#### TASK INSTRUCTIONS
Your answer should repeat every line of the records below in which the word "with" appears.

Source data

·····

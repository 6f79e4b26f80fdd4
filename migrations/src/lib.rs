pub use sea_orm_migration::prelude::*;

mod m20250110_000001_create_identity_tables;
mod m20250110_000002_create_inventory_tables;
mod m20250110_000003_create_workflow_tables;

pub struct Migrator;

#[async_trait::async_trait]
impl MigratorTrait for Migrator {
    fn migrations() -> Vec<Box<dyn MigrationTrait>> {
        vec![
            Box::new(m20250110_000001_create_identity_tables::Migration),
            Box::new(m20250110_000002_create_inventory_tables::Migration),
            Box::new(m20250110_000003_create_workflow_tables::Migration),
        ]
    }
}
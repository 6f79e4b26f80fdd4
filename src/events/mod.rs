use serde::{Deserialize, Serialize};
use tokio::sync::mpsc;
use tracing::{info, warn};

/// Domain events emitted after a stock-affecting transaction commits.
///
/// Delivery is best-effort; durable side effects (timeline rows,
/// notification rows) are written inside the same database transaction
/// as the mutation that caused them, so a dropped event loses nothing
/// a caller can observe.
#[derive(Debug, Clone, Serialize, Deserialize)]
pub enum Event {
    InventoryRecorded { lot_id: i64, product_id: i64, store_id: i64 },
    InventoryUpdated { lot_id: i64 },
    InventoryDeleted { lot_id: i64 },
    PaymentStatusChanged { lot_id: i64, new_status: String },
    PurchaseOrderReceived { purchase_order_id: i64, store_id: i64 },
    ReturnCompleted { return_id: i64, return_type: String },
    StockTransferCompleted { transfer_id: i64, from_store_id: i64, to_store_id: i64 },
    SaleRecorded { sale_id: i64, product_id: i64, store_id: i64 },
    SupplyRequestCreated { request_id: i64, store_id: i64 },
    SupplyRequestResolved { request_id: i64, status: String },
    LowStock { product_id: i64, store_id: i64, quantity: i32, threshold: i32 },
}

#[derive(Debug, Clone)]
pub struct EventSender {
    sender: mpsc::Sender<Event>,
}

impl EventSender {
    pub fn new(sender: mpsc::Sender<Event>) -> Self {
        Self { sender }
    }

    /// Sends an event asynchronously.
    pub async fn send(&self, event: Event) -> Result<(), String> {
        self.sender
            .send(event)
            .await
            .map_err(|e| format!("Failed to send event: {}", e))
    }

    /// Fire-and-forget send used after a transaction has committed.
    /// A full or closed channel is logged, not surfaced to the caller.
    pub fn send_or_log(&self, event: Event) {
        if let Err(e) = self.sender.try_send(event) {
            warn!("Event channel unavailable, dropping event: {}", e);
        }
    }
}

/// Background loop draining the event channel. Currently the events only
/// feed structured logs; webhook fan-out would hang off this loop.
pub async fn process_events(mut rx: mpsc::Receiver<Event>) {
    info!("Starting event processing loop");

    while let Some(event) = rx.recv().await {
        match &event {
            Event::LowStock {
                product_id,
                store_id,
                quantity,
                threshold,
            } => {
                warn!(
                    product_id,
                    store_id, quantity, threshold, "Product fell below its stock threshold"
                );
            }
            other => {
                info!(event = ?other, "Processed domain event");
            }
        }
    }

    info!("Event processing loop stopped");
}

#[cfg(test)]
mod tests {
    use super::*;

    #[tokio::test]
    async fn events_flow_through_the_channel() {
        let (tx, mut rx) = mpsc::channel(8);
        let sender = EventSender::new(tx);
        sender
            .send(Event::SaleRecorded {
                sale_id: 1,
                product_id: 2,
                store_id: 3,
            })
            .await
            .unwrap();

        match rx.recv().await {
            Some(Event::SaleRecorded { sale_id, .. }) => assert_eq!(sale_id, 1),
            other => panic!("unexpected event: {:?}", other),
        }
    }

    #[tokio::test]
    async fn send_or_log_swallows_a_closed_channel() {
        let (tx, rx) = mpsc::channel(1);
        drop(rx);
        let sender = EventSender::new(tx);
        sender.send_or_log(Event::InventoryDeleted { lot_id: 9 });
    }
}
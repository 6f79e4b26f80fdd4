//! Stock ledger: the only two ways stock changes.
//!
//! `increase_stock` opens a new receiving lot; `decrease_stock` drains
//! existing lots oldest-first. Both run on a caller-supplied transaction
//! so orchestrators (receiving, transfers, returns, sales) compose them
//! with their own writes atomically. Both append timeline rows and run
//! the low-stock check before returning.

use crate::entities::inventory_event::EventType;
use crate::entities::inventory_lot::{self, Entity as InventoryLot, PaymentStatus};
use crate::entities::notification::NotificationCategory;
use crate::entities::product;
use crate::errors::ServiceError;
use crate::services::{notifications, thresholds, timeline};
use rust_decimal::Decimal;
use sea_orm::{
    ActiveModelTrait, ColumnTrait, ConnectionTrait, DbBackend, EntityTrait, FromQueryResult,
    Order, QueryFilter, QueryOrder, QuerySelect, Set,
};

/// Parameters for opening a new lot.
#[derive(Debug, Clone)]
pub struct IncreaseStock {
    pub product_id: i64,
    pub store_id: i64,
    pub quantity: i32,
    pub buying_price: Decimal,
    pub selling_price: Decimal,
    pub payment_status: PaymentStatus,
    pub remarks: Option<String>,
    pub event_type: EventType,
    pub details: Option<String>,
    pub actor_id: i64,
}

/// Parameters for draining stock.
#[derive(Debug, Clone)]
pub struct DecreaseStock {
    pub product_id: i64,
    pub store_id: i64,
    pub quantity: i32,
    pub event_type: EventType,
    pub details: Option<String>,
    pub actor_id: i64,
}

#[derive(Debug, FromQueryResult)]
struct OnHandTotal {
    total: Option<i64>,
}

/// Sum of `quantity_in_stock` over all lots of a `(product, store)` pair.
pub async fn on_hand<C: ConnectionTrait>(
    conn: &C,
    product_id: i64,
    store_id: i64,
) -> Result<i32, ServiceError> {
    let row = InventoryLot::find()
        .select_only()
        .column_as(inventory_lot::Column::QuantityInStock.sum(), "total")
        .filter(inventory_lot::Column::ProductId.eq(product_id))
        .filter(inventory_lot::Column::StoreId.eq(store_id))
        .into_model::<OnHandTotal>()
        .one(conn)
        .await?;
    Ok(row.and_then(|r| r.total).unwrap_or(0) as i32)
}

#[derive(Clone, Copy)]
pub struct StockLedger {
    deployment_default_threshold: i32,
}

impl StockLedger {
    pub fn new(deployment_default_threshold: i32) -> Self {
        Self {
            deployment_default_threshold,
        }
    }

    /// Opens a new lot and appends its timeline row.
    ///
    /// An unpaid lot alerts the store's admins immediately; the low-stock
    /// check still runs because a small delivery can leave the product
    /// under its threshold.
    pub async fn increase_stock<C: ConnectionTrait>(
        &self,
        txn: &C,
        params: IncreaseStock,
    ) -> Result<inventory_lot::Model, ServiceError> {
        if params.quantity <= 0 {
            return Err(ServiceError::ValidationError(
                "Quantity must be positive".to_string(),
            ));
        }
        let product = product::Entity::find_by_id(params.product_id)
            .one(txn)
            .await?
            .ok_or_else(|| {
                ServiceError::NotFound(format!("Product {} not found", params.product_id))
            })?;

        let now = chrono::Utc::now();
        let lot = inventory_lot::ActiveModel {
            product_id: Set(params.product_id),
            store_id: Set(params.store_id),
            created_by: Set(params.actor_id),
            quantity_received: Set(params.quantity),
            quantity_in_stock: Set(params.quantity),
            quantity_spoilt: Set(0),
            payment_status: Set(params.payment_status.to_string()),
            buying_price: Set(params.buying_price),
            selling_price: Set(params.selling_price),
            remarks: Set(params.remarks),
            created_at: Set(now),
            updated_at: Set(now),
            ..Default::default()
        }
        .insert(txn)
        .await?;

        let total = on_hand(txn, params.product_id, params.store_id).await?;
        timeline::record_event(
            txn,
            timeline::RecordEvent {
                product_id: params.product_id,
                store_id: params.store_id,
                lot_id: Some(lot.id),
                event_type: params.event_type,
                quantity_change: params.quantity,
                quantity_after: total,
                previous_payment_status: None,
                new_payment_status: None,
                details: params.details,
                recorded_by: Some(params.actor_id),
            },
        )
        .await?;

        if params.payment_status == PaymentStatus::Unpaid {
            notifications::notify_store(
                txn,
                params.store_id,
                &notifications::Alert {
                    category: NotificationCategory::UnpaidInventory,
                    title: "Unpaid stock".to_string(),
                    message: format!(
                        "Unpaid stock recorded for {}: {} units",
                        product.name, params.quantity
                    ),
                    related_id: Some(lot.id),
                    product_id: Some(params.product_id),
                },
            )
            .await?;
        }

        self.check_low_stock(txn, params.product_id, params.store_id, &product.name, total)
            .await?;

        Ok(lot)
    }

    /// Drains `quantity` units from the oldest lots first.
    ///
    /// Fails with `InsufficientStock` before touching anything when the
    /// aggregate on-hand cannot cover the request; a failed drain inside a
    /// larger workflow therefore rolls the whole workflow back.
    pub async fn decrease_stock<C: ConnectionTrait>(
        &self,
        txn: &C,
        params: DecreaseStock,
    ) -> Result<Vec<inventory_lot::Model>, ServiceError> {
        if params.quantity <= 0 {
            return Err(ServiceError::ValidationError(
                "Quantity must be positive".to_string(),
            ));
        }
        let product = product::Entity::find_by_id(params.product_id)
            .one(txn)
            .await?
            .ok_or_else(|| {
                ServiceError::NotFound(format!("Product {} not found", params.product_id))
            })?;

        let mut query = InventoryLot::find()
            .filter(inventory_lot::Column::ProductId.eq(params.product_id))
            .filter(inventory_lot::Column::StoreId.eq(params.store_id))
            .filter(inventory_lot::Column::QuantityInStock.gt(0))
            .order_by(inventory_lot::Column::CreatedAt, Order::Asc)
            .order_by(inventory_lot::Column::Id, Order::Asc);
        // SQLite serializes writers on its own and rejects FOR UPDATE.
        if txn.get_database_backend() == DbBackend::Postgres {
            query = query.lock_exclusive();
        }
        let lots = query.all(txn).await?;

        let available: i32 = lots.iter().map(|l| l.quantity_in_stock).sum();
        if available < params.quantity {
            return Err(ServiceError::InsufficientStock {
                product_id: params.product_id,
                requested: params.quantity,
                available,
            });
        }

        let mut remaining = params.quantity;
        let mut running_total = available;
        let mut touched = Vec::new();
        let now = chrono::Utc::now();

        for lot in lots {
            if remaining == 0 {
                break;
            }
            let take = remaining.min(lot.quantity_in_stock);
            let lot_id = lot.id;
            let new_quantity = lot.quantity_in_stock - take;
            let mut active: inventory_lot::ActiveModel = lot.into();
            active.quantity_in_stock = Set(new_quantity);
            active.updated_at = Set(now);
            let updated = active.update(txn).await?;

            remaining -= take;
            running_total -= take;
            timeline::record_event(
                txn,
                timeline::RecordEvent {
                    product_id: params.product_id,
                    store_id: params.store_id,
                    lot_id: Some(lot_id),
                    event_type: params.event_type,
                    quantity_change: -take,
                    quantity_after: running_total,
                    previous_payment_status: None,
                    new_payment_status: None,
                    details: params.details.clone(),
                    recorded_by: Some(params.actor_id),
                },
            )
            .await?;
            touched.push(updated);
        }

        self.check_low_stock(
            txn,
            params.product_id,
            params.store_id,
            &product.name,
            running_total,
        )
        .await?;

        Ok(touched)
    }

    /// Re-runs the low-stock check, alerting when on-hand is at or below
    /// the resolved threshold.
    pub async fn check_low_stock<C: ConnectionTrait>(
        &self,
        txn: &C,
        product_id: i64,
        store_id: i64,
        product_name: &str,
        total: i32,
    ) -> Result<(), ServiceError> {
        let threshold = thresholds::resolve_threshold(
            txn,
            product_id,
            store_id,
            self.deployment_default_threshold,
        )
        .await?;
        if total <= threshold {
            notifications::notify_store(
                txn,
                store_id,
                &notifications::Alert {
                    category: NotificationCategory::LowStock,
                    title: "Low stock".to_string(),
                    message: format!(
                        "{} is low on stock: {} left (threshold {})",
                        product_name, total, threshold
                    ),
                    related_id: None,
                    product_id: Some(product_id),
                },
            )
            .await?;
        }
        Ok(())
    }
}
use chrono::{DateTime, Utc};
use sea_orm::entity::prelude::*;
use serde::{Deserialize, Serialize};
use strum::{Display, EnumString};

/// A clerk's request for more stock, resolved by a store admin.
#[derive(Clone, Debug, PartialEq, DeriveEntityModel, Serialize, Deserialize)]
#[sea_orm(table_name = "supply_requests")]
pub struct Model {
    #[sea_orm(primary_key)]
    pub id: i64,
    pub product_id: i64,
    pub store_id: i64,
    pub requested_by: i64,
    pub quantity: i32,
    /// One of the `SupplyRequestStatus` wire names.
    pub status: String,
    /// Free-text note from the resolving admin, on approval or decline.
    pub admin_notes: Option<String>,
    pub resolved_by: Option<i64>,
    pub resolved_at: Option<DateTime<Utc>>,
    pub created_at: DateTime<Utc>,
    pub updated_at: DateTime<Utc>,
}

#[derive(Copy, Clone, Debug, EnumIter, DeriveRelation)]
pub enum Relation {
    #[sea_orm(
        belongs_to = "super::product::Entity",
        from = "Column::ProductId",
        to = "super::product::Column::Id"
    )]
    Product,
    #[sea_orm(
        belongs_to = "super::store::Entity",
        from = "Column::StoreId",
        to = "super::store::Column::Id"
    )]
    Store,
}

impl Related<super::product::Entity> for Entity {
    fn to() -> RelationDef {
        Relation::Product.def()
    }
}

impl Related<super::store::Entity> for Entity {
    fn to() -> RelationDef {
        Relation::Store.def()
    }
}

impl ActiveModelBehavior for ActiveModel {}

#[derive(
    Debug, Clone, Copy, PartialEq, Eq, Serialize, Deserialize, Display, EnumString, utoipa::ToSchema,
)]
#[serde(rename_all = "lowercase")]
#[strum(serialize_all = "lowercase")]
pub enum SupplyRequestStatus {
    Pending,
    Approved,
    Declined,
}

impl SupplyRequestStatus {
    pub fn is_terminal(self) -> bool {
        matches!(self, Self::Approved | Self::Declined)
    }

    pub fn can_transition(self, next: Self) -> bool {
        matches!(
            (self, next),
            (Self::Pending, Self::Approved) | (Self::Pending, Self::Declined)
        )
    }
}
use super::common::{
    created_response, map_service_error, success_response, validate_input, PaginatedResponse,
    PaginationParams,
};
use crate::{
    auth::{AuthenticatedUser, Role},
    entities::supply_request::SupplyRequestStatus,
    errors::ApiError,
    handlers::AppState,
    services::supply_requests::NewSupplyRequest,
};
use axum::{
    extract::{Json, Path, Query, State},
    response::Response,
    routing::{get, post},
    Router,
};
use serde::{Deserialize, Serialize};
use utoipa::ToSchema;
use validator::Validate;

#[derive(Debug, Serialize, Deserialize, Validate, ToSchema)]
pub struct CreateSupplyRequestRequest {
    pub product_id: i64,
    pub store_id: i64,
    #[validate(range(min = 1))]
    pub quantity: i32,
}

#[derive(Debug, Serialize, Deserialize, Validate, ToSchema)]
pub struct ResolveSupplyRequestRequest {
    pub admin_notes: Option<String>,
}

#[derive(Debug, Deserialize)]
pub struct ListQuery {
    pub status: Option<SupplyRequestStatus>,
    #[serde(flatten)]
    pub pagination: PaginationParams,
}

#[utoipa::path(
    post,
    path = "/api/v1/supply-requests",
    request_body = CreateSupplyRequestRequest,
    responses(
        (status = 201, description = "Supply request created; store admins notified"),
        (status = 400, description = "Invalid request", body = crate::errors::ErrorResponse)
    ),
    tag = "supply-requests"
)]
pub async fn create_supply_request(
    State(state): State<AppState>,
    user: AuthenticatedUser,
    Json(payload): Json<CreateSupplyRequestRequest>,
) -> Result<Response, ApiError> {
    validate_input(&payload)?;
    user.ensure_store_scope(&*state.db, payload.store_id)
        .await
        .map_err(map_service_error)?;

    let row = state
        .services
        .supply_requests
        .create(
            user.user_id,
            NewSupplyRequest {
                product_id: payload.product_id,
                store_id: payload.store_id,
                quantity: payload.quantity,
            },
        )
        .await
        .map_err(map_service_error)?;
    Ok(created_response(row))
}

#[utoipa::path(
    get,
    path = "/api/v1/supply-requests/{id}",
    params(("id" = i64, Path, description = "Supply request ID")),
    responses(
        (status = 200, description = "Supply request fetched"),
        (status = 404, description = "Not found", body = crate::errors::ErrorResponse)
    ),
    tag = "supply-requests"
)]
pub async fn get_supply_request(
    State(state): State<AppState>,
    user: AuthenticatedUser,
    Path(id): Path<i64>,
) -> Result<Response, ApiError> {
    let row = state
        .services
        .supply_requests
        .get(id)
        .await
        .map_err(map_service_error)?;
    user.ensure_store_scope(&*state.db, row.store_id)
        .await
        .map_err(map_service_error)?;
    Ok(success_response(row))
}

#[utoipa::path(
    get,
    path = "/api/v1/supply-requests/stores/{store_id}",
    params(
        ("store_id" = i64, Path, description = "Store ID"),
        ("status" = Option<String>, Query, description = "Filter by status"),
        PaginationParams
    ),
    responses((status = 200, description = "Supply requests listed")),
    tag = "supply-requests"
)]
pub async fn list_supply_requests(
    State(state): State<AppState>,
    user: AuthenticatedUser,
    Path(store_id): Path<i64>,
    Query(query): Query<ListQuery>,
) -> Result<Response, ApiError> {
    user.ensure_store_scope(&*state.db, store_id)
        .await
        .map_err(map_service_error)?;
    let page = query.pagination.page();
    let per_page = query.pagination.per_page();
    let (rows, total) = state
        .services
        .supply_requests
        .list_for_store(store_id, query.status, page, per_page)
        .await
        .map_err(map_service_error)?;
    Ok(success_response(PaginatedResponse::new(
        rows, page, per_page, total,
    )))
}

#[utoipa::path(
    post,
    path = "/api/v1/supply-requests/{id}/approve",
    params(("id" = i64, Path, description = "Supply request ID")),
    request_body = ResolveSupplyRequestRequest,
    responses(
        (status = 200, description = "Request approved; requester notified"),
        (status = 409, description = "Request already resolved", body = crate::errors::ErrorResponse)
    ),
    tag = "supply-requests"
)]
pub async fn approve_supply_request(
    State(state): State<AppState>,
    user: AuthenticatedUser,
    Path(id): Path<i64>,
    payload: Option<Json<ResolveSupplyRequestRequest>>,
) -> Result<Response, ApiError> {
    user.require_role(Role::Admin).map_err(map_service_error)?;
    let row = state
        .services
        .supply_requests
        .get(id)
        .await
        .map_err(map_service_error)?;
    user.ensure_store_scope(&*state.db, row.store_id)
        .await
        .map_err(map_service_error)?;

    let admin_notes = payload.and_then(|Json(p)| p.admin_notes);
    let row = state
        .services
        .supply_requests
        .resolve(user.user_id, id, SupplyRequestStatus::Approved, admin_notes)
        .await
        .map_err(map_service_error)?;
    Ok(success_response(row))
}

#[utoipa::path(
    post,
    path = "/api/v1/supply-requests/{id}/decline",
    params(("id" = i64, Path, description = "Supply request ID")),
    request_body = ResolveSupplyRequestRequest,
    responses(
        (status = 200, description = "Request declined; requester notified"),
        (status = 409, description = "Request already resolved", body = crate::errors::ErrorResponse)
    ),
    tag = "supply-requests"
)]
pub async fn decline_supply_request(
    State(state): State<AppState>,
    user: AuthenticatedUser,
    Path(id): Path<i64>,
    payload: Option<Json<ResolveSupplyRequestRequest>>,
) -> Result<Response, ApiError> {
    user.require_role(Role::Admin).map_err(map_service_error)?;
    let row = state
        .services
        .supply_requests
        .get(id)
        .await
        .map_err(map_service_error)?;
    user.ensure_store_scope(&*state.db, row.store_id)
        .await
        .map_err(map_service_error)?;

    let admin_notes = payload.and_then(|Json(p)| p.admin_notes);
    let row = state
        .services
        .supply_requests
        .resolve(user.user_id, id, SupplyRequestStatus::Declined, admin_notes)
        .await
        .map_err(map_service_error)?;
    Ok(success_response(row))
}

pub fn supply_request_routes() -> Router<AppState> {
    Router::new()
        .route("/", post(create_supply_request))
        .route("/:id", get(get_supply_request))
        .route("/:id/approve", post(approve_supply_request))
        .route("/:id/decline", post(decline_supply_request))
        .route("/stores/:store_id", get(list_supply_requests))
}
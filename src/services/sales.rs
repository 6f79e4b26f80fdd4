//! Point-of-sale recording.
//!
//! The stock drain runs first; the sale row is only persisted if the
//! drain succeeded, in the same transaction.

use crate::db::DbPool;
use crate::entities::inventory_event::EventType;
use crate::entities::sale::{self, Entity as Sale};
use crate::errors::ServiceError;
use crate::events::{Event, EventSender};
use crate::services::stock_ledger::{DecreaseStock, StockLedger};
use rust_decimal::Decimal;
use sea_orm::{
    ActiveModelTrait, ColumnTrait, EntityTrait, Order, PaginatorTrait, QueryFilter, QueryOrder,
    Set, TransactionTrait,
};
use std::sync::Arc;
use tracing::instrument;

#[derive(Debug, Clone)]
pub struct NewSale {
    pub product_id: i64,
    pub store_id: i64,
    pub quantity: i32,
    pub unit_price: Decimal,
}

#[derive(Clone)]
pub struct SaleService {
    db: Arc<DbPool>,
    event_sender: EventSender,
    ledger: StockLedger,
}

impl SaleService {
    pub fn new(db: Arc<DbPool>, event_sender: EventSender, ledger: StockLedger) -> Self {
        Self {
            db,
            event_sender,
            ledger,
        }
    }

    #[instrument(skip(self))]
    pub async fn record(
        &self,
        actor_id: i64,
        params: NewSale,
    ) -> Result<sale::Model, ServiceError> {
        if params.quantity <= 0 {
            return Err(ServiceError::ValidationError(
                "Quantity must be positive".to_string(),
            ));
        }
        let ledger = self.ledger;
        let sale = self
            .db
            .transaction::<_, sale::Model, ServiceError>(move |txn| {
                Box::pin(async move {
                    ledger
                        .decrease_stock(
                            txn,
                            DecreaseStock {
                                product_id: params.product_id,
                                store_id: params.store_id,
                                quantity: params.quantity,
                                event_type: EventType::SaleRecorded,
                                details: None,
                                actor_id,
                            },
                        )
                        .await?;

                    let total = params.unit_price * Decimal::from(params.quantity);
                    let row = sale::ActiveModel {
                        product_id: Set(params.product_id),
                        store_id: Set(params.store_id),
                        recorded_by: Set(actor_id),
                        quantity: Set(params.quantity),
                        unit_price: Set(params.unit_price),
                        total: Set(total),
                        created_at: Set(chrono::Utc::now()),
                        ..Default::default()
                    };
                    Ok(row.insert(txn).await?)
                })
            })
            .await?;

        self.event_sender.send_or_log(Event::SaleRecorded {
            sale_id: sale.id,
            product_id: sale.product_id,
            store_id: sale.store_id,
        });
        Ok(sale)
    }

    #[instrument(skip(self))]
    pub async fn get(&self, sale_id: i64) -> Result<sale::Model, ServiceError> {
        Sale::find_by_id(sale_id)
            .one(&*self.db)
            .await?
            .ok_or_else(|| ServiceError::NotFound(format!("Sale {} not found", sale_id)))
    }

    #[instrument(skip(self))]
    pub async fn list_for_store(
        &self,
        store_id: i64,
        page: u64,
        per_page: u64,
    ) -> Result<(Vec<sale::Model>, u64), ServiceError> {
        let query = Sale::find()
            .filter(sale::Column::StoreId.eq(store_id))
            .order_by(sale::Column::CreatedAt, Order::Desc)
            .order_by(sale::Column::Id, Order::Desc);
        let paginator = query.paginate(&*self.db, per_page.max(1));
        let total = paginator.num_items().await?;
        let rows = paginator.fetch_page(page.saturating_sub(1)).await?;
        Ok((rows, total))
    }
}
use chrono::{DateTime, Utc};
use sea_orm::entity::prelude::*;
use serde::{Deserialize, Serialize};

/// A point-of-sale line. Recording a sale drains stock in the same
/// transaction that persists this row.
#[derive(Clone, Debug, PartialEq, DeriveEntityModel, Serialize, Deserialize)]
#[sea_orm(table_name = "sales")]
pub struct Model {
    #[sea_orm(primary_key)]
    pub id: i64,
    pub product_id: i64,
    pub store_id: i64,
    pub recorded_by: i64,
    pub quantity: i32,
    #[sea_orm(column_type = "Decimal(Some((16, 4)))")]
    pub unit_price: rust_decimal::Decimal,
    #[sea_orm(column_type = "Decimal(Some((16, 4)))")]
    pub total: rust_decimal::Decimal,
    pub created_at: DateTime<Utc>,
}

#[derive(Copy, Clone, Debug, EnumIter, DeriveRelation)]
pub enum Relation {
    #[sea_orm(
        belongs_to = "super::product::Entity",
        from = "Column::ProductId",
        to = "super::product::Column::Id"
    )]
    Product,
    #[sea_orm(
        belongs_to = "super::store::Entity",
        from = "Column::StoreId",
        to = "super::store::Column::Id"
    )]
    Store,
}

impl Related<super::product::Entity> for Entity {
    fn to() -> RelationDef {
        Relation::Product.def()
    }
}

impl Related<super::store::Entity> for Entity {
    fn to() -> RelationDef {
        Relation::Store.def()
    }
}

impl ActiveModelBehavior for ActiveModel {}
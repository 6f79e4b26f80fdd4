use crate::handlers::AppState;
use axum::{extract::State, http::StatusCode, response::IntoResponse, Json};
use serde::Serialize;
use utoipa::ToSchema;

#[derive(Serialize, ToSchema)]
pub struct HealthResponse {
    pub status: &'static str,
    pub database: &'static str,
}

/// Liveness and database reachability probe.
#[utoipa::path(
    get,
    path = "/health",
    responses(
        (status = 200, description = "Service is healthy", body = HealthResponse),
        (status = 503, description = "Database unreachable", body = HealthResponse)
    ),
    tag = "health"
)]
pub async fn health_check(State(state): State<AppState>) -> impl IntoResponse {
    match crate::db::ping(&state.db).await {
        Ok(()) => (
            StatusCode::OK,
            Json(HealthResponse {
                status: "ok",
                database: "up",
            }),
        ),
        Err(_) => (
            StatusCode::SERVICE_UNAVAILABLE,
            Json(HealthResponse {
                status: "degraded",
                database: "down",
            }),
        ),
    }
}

·····

#### EXERCISE RESULT
//! with their own writes atomically. Both append timeline rows and run
    /// Fails with `InsufficientStock` before touching anything when the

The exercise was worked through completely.